Proactive worked for my aunty as she had adult acne , but I tried it when I was 15 as she was raving about it .. it worked for a while but i found it too harsh on my skin i had red patches and i started to peel alot .. i guess its a hit or miss .. 

I am using an Australian product now called Australian Skin Approved Products (A.S.A.P.) and im seeing good results and the good thing is its for everyone .. not just for those who get breakouts ..


----------



## glam8babe (Oct 19, 2007)

*Re: Does Proactiv work for you?*

Quote:

   Originally Posted by *tropical_smiles* 

 
_this product not only worked wonders for me, but two of my best friends as well. I use to get those crater acne. But I found out through talking to pro activ reps how to use the product. Be fore warn that the first month will probably suck big time. Proactiv will make you break out and they do admit to that. The only thing that people do warn alot is that they stop the use right away. The reason you break out the first few weeks is because it's forcing all the dirt from under your skin. But you just have to suck it up and deal with it. For me, it was the second week that sucked, my best friend did three weeks and now all three of us have clear skin. I only use proactiv once every three days. What happens with proactiv is that it will dry out your skin (like the comments above). But what people don't realize is that the more it dries out, the more the skin will naturally produce more oil. Only you will figure out how often you should be using the product. The first few days your skin will be so dry but after that your face will become really oily. So it's up to you to figure it out how much you need to wash your face with the proactiv solution.
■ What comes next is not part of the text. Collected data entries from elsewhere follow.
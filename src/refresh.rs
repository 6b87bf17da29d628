//! Targeted Refresh Controller
//!
//! Re-fetches one narrow slice of cached state and patches only that slice.
//! Callers pick the narrowest scope that covers what changed:
//!
//! | changed                         | scope                  |
//! |---------------------------------|------------------------|
//! | a document of node `n`          | `DocumentAvailability` |
//! | metadata or children of `n`     | `Node`                 |
//! | the root level                  | `Roots`                |
//! | cold start or lost track        | `Full`                 |

use crate::concurrency::{Facet, NodeLockManager};
use crate::error::CatalogError;
use crate::source::CatalogSource;
use crate::tree::store::SharedStore;
use crate::tree::NodePatch;
use crate::types::NodeId;
use std::sync::Arc;
use tokio::sync::Mutex;
use tracing::{debug, info, warn};

/// Slice of cached state to re-fetch
#[derive(Debug, Clone, Copy, PartialEq, Eq)]
pub enum RefreshScope {
    /// Node metadata, plus its child list when already loaded
    Node(NodeId),
    /// Document slots of one node; nothing else is touched
    DocumentAvailability(NodeId),
    /// Root listing, keeping the cached state of surviving roots
    Roots,
    /// Discard everything and reload the root level
    Full,
}

/// What a refresh did to the store
#[derive(Debug, Clone, PartialEq, Eq)]
pub enum RefreshOutcome {
    /// Addressed slice patched in place
    Patched,
    /// Root level reconciled; holds the root count
    RootsReconciled(usize),
    /// Store rebuilt from the root level; holds the root count
    Reloaded(usize),
    /// Node no longer exists at the source; holds the removed ids
    Removed(Vec<NodeId>),
}

/// Applies targeted refreshes to the shared store
pub struct RefreshController {
    store: SharedStore,
    source: Arc<dyn CatalogSource>,
    locks: NodeLockManager,
    roots_lock: Mutex<()>,
    expected_slots: Option<usize>,
}

impl RefreshController {
    pub fn new(store: SharedStore, source: Arc<dyn CatalogSource>) -> Self {
        Self {
            store,
            source,
            locks: NodeLockManager::new(),
            roots_lock: Mutex::new(()),
            expected_slots: None,
        }
    }

    /// Warn when a document-bearing node reports a slot count other than `count`
    pub fn with_expected_slots(mut self, count: Option<usize>) -> Self {
        self.expected_slots = count;
        self
    }

    /// Refresh the given scope
    pub async fn refresh(&self, scope: RefreshScope) -> Result<RefreshOutcome, CatalogError> {
        debug!(scope = ?scope, "Refreshing");
        match scope {
            RefreshScope::Node(id) => self.refresh_node(id).await,
            RefreshScope::DocumentAvailability(id) => self.refresh_document_availability(id).await,
            RefreshScope::Roots => self.refresh_roots().await,
            RefreshScope::Full => self.reload().await,
        }
    }

    /// Re-fetch one node's metadata and, if loaded, its child list
    ///
    /// A node missing from the store triggers a full reload; a node missing at
    /// the source is removed locally with its subtree.
    pub async fn refresh_node(&self, id: NodeId) -> Result<RefreshOutcome, CatalogError> {
        let cached = self.store.read().get(id);
        let children_loaded = match cached {
            Some(node) => node.children.is_some(),
            None => {
                warn!(node_id = id, "Refresh target not cached, falling back to full reload");
                return self.reload().await;
            }
        };

        let guard = self.locks.acquire(id, Facet::Metadata).await;
        let result = self.patch_node(id, children_loaded).await;
        drop(guard);
        self.settle(result)
    }

    /// Re-fetch only the document slots of a node
    pub async fn refresh_document_availability(
        &self,
        id: NodeId,
    ) -> Result<RefreshOutcome, CatalogError> {
        let cached = self.store.read().contains(id);
        if !cached {
            return Err(CatalogError::NodeNotFound(id));
        }

        let guard = self.locks.acquire(id, Facet::Documents).await;
        let result = self.patch_documents(id).await;
        drop(guard);
        self.settle(result)
    }

    /// Reconcile the root level, keeping state of roots that still exist
    pub async fn refresh_roots(&self) -> Result<RefreshOutcome, CatalogError> {
        let reconciled = {
            let _guard = self.roots_lock.lock().await;
            let roots = self.source.roots().await?;
            let count = roots.len();
            let removed = self.store.write().retain_roots(roots)?;
            info!(roots = count, removed = removed.len(), "Reconciled root level");
            (RefreshOutcome::RootsReconciled(count), removed)
        };
        self.settle(Ok(reconciled))
    }

    /// Rebuild the store from the root level
    pub async fn reload(&self) -> Result<RefreshOutcome, CatalogError> {
        let reloaded = {
            let _guard = self.roots_lock.lock().await;
            let roots = self.source.roots().await?;
            let count = roots.len();
            let removed = self.store.write().replace_roots(roots)?;
            info!(roots = count, "Reloaded catalog tree");
            (RefreshOutcome::Reloaded(count), removed)
        };
        self.settle(Ok(reloaded))
    }

    /// Number of per-node locks currently tracked
    pub fn tracked_locks(&self) -> usize {
        self.locks.len()
    }

    async fn patch_node(
        &self,
        id: NodeId,
        children_loaded: bool,
    ) -> Result<(RefreshOutcome, Vec<NodeId>), CatalogError> {
        let record = match self.source.node(id).await {
            Ok(record) => record,
            Err(CatalogError::RemoteNotFound(_)) => return self.remove_local(id),
            Err(error) => return Err(error),
        };

        let has_children = record.has_children();
        let children = if !has_children {
            Some(Vec::new())
        } else if children_loaded {
            match self.source.children(id).await {
                Ok(children) => Some(children),
                Err(CatalogError::RemoteNotFound(_)) => return self.remove_local(id),
                Err(error) => return Err(error),
            }
        } else {
            None
        };

        let mut patch = NodePatch::new().metadata(record);
        if !has_children {
            patch = patch.expanded(false);
        }
        if let Some(children) = children {
            patch = patch.children(children);
        }
        let removed = self.store.write().patch(id, patch)?;
        info!(node_id = id, removed = removed.len(), "Refreshed node");
        Ok((RefreshOutcome::Patched, removed))
    }

    async fn patch_documents(
        &self,
        id: NodeId,
    ) -> Result<(RefreshOutcome, Vec<NodeId>), CatalogError> {
        let slots = match self.source.document_availability(id).await {
            Ok(slots) => slots,
            Err(CatalogError::RemoteNotFound(_)) => return self.remove_local(id),
            Err(error) => return Err(error),
        };
        if let Some(expected) = self.expected_slots {
            if !slots.is_empty() && slots.len() != expected {
                warn!(
                    node_id = id,
                    expected,
                    reported = slots.len(),
                    "Document slot count differs from configured document types"
                );
            }
        }
        let filled = slots.iter().filter(|slot| slot.available).count();
        let removed = self
            .store
            .write()
            .patch(id, NodePatch::new().documents(slots))?;
        debug!(node_id = id, filled, "Refreshed document availability");
        Ok((RefreshOutcome::Patched, removed))
    }

    fn remove_local(&self, id: NodeId) -> Result<(RefreshOutcome, Vec<NodeId>), CatalogError> {
        let removed = {
            let mut store = self.store.write();
            if !store.contains(id) {
                return Ok((RefreshOutcome::Removed(Vec::new()), Vec::new()));
            }
            store.detach(id)?
        };
        warn!(node_id = id, removed = removed.len(), "Node gone at source, removed locally");
        Ok((RefreshOutcome::Removed(removed.clone()), removed))
    }

    /// Release the locks of ids that left the store; every guard must be dropped first
    fn settle(
        &self,
        result: Result<(RefreshOutcome, Vec<NodeId>), CatalogError>,
    ) -> Result<RefreshOutcome, CatalogError> {
        let (outcome, removed) = result?;
        self.locks.forget(&removed);
        Ok(outcome)
    }
}
//! Concurrent export batches.

use assetport_core::{ExportFormat, NodeExporter, NodeId, Result};
use futures::future::try_join_all;

/// One call to the host export capability.
#[derive(Debug, Clone, Copy, PartialEq, Eq)]
pub struct ExportJob {
    pub node: NodeId,
    pub format: ExportFormat,
}

impl ExportJob {
    pub fn pdf(node: NodeId) -> Self {
        Self {
            node,
            format: ExportFormat::Pdf,
        }
    }

    pub fn svg(node: NodeId) -> Self {
        Self {
            node,
            format: ExportFormat::Svg,
        }
    }
}

/// Issue every job at once and wait for all of them.
///
/// Payloads come back in job order. The first failure fails the whole batch
/// and drops the calls still in flight.
pub async fn export_batch<E: NodeExporter>(exporter: &E, jobs: &[ExportJob]) -> Result<Vec<Vec<u8>>> {
    tracing::debug!(jobs = jobs.len(), "starting export batch");
    let calls = jobs.iter().map(|job| exporter.export(job.node, job.format));
    try_join_all(calls).await.map_err(|err| {
        tracing::error!(error = %err, "export batch failed");
        err
    })
}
All in all, I love it to death!!! you should definately try it but do speak to the people at the kiosk first. They will be ablet o analyze your skin and give you a rough idea of how frequenly you should be using it. Proactiv shouldn't be a morning and night wash treatment at all. That is where people go wrong with the product_

 
thanks for the info! but they dont sell it at a kiosk or anything in the UK .. we have to either buy it off a shopping channel or the website which sucks. i dont think i will be buying it now anyway as i have my eye on biotherm stuff now


----------



## NicksWifey (Oct 20, 2007)

*Re: Does Proactiv work for you?*

I used ProActiv from January of '04 until January of '07. I had the occasional breakout and just wanted something to keep that in check. ProActiv wants you to use a dime sized amount of each product, but even using a small amount and having it on auto ship every 90 days, I still wasn't using it all up.
ProActiv made my skin worse. The step 3 repairing lotion make my skin extremely oily, just in the T-zone. But my skin was also dry, like around my cheeks and chin. It didn't do too much to keep the breakouts at bay, but even if I slipped up for one lousy day, I broke out worse.
I guess I continued to use it for so long because I was desperate. It did the same thing to a MAC m.a. that I met and she totally suggested Murad. Still haven't tried it, but am looking into it.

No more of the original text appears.